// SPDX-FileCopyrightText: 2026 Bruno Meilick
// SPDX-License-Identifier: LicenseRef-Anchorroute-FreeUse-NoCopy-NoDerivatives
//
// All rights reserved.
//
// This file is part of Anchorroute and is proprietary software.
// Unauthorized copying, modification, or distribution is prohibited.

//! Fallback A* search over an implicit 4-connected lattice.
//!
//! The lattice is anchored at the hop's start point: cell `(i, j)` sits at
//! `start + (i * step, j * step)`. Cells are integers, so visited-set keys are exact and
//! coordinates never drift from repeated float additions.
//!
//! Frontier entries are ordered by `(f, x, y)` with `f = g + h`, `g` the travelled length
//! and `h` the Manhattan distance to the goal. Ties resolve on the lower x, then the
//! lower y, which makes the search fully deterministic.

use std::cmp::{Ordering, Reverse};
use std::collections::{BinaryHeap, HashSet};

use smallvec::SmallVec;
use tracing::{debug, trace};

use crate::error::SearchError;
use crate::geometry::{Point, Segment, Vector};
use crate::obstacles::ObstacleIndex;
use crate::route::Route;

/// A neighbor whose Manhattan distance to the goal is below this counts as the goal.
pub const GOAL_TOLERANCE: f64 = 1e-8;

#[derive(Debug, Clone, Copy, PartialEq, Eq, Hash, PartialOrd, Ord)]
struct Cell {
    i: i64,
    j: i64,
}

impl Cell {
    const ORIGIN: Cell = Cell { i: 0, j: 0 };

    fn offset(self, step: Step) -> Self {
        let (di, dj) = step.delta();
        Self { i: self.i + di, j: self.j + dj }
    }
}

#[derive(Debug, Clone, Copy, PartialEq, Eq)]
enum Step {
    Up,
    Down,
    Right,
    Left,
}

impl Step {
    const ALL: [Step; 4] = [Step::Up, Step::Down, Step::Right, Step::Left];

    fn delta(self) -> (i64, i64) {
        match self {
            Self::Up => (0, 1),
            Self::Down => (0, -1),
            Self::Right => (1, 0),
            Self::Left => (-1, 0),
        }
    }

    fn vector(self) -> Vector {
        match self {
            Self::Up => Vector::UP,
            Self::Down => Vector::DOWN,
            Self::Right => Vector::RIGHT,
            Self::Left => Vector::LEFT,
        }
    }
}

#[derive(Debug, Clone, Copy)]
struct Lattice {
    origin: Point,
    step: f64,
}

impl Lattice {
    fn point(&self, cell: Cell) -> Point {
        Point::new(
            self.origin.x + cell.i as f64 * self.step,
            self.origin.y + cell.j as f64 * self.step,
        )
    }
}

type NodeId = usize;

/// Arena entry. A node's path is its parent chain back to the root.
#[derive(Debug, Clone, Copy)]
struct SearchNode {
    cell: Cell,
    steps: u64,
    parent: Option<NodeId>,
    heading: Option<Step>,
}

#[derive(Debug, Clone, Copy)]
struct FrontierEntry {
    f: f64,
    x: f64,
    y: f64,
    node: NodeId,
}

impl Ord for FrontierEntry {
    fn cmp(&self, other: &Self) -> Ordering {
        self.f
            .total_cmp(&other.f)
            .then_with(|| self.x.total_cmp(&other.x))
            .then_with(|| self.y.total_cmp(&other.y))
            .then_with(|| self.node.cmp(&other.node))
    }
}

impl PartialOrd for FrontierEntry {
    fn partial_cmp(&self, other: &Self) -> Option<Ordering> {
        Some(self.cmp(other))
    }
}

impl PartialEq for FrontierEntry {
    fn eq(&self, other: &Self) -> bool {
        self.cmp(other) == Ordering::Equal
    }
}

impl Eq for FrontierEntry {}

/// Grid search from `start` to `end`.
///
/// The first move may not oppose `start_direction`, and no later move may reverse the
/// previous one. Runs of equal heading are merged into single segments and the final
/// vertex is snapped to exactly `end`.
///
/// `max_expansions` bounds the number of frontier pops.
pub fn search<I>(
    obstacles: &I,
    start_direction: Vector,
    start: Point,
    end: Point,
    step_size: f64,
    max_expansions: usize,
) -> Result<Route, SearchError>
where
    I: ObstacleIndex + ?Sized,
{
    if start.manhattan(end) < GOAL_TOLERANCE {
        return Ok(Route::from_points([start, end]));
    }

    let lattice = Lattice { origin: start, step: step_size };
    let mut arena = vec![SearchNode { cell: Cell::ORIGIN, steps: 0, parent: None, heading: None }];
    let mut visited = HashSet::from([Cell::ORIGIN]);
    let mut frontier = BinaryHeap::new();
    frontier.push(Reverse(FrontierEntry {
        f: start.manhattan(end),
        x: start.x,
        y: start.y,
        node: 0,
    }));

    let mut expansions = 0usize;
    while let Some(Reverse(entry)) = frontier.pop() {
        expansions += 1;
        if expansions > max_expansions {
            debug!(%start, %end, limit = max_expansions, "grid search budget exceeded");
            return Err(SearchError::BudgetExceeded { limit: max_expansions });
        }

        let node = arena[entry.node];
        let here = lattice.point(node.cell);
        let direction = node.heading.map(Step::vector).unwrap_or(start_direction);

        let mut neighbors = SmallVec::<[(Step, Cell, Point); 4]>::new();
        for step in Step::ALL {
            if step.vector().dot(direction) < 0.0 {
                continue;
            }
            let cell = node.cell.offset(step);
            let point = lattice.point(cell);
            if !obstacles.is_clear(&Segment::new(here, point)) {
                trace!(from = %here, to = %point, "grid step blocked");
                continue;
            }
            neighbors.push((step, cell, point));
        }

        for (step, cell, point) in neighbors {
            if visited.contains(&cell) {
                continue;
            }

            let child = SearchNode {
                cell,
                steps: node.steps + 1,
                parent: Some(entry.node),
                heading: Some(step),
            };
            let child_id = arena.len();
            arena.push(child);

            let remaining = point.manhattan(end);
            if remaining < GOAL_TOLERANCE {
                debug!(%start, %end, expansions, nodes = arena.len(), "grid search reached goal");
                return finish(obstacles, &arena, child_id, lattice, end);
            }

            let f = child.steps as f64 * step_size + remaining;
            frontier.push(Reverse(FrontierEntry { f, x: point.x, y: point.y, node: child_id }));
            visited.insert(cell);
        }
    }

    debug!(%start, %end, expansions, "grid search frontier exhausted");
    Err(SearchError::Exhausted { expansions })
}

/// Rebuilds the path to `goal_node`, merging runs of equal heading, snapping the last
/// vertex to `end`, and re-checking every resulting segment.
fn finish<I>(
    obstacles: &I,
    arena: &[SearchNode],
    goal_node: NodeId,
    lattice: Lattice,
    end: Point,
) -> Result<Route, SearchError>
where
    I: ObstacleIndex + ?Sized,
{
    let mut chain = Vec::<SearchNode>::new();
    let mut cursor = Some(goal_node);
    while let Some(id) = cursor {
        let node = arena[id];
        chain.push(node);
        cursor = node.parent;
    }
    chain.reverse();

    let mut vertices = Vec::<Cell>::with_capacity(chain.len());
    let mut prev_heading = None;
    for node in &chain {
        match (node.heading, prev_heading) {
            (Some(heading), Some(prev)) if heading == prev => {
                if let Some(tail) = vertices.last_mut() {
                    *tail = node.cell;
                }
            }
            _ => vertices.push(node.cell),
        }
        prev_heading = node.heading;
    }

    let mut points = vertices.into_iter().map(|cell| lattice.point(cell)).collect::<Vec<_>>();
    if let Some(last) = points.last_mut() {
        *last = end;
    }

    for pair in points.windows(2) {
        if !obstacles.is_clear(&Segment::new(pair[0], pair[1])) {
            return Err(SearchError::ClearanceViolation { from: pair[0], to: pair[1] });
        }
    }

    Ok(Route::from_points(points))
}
****************
Activity>
Output every record in full, exactly as it was given.

Result>
// SPDX-FileCopyrightText: 2026 Bruno Meilick
// SPDX-License-Identifier: LicenseRef-Anchorroute-FreeUse-NoCopy-NoDerivatives
//
// All rights reserved.
//
// This file is part of Anchorroute and is proprietary software.
// Unauthorized copying, modification, or distribution is prohibited.

//! Fallback A* search over an implicit 4-connected lattice.
//!
//! The lattice is anchored at the hop's start point: cell `(i, j)` sits at
//! `start + (i * step, j * step)`. Cells are integers, so visited-set keys are exact and
//! coordinates never drift from repeated float additions.
//!
//! Frontier entries are ordered by `(f, x, y)` with `f = g + h`, `g` the travelled length
//! and `h` the Manhattan distance to the goal. Ties resolve on the lower x, then the
//! lower y, which makes the search fully deterministic.

use std::cmp::{Ordering, Reverse};
use std::collections::{BinaryHeap, HashSet};

use smallvec::SmallVec;
use tracing::{debug, trace};

use crate::error::SearchError;
use crate::geometry::{Point, Segment, Vector};
use crate::obstacles::ObstacleIndex;
use crate::route::Route;

/// A neighbor whose Manhattan distance to the goal is below this counts as the goal.
pub const GOAL_TOLERANCE: f64 = 1e-8;

#[derive(Debug, Clone, Copy, PartialEq, Eq, Hash, PartialOrd, Ord)]
struct Cell {
    i: i64,
    j: i64,
}

impl Cell {
    const ORIGIN: Cell = Cell { i: 0, j: 0 };

    fn offset(self, step: Step) -> Self {
        let (di, dj) = step.delta();
        Self { i: self.i + di, j: self.j + dj }
    }
}

#[derive(Debug, Clone, Copy, PartialEq, Eq)]
enum Step {
    Up,
    Down,
    Right,
    Left,
}

impl Step {
    const ALL: [Step; 4] = [Step::Up, Step::Down, Step::Right, Step::Left];

    fn delta(self) -> (i64, i64) {
        match self {
            Self::Up => (0, 1),
            Self::Down => (0, -1),
            Self::Right => (1, 0),
            Self::Left => (-1, 0),
        }
    }

    fn vector(self) -> Vector {
        match self {
            Self::Up => Vector::UP,
            Self::Down => Vector::DOWN,
            Self::Right => Vector::RIGHT,
            Self::Left => Vector::LEFT,
        }
    }
}

#[derive(Debug, Clone, Copy)]
struct Lattice {
    origin: Point,
    step: f64,
}

impl Lattice {
    fn point(&self, cell: Cell) -> Point {
        Point::new(
            self.origin.x + cell.i as f64 * self.step,
            self.origin.y + cell.j as f64 * self.step,
        )
    }
}

type NodeId = usize;

/// Arena entry. A node's path is its parent chain back to the root.
#[derive(Debug, Clone, Copy)]
struct SearchNode {
    cell: Cell,
    steps: u64,
    parent: Option<NodeId>,
    heading: Option<Step>,
}

#[derive(Debug, Clone, Copy)]
struct FrontierEntry {
    f: f64,
    x: f64,
    y: f64,
    node: NodeId,
}

impl Ord for FrontierEntry {
    fn cmp(&self, other: &Self) -> Ordering {
        self.f
            .total_cmp(&other.f)
            .then_with(|| self.x.total_cmp(&other.x))
            .then_with(|| self.y.total_cmp(&other.y))
            .then_with(|| self.node.cmp(&other.node))
    }
}

impl PartialOrd for FrontierEntry {
    fn partial_cmp(&self, other: &Self) -> Option<Ordering> {
        Some(self.cmp(other))
    }
}

impl PartialEq for FrontierEntry {
    fn eq(&self, other: &Self) -> bool {
        self.cmp(other) == Ordering::Equal
    }
}

impl Eq for FrontierEntry {}

/// Grid search from `start` to `end`.
///
/// The first move may not oppose `start_direction`, and no later move may reverse the
/// previous one. Runs of equal heading are merged into single segments and the final
/// vertex is snapped to exactly `end`.
///
/// `max_expansions` bounds the number of frontier pops.
pub fn search<I>(
    obstacles: &I,
    start_direction: Vector,
    start: Point,
    end: Point,
    step_size: f64,
    max_expansions: usize,
) -> Result<Route, SearchError>
where
    I: ObstacleIndex + ?Sized,
{
    if start.manhattan(end) < GOAL_TOLERANCE {
        return Ok(Route::from_points([start, end]));
    }

    let lattice = Lattice { origin: start, step: step_size };
    let mut arena = vec![SearchNode { cell: Cell::ORIGIN, steps: 0, parent: None, heading: None }];
    let mut visited = HashSet::from([Cell::ORIGIN]);
    let mut frontier = BinaryHeap::new();
    frontier.push(Reverse(FrontierEntry {
        f: start.manhattan(end),
        x: start.x,
        y: start.y,
        node: 0,
    }));

    let mut expansions = 0usize;
    while let Some(Reverse(entry)) = frontier.pop() {
        expansions += 1;
        if expansions > max_expansions {
            debug!(%start, %end, limit = max_expansions, "grid search budget exceeded");
            return Err(SearchError::BudgetExceeded { limit: max_expansions });
        }

        let node = arena[entry.node];
        let here = lattice.point(node.cell);
        let direction = node.heading.map(Step::vector).unwrap_or(start_direction);

        let mut neighbors = SmallVec::<[(Step, Cell, Point); 4]>::new();
        for step in Step::ALL {
            if step.vector().dot(direction) < 0.0 {
                continue;
            }
            let cell = node.cell.offset(step);
            let point = lattice.point(cell);
            if !obstacles.is_clear(&Segment::new(here, point)) {
                trace!(from = %here, to = %point, "grid step blocked");
                continue;
            }
            neighbors.push((step, cell, point));
        }

        for (step, cell, point) in neighbors {
            if visited.contains(&cell) {
                continue;
            }

            let child = SearchNode {
                cell,
                steps: node.steps + 1,
                parent: Some(entry.node),
                heading: Some(step),
            };
            let child_id = arena.len();
            arena.push(child);

            let remaining = point.manhattan(end);
            if remaining < GOAL_TOLERANCE {
                debug!(%start, %end, expansions, nodes = arena.len(), "grid search reached goal");
                return finish(obstacles, &arena, child_id, lattice, end);
            }

            let f = child.steps as f64 * step_size + remaining;
            frontier.push(Reverse(FrontierEntry { f, x: point.x, y: point.y, node: child_id }));
            visited.insert(cell);
        }
    }

    debug!(%start, %end, expansions, "grid search frontier exhausted");
    Err(SearchError::Exhausted { expansions })
}

/// Rebuilds the path to `goal_node`, merging runs of equal heading, snapping the last
/// vertex to `end`, and re-checking every resulting segment.
fn finish<I>(
    obstacles: &I,
    arena: &[SearchNode],
    goal_node: NodeId,
    lattice: Lattice,
    end: Point,
) -> Result<Route, SearchError>
where
    I: ObstacleIndex + ?Sized,
{
    let mut chain = Vec::<SearchNode>::new();
    let mut cursor = Some(goal_node);
    while let Some(id) = cursor {
        let node = arena[id];
        chain.push(node);
        cursor = node.parent;
    }
    chain.reverse();

    let mut vertices = Vec::<Cell>::with_capacity(chain.len());
    let mut prev_heading = None;
    for node in &chain {
        match (node.heading, prev_heading) {
            (Some(heading), Some(prev)) if heading == prev => {
                if let Some(tail) = vertices.last_mut() {
                    *tail = node.cell;
                }
            }
            _ => vertices.push(node.cell),
        }
        prev_heading = node.heading;
    }

    let mut points = vertices.into_iter().map(|cell| lattice.point(cell)).collect::<Vec<_>>();
    if let Some(last) = points.last_mut() {
        *last = end;
    }

    for pair in points.windows(2) {
        if !obstacles.is_clear(&Segment::new(pair[0], pair[1])) {
            return Err(SearchError::ClearanceViolation { from: pair[0], to: pair[1] });
        }
    }

    Ok(Route::from_points(points))
}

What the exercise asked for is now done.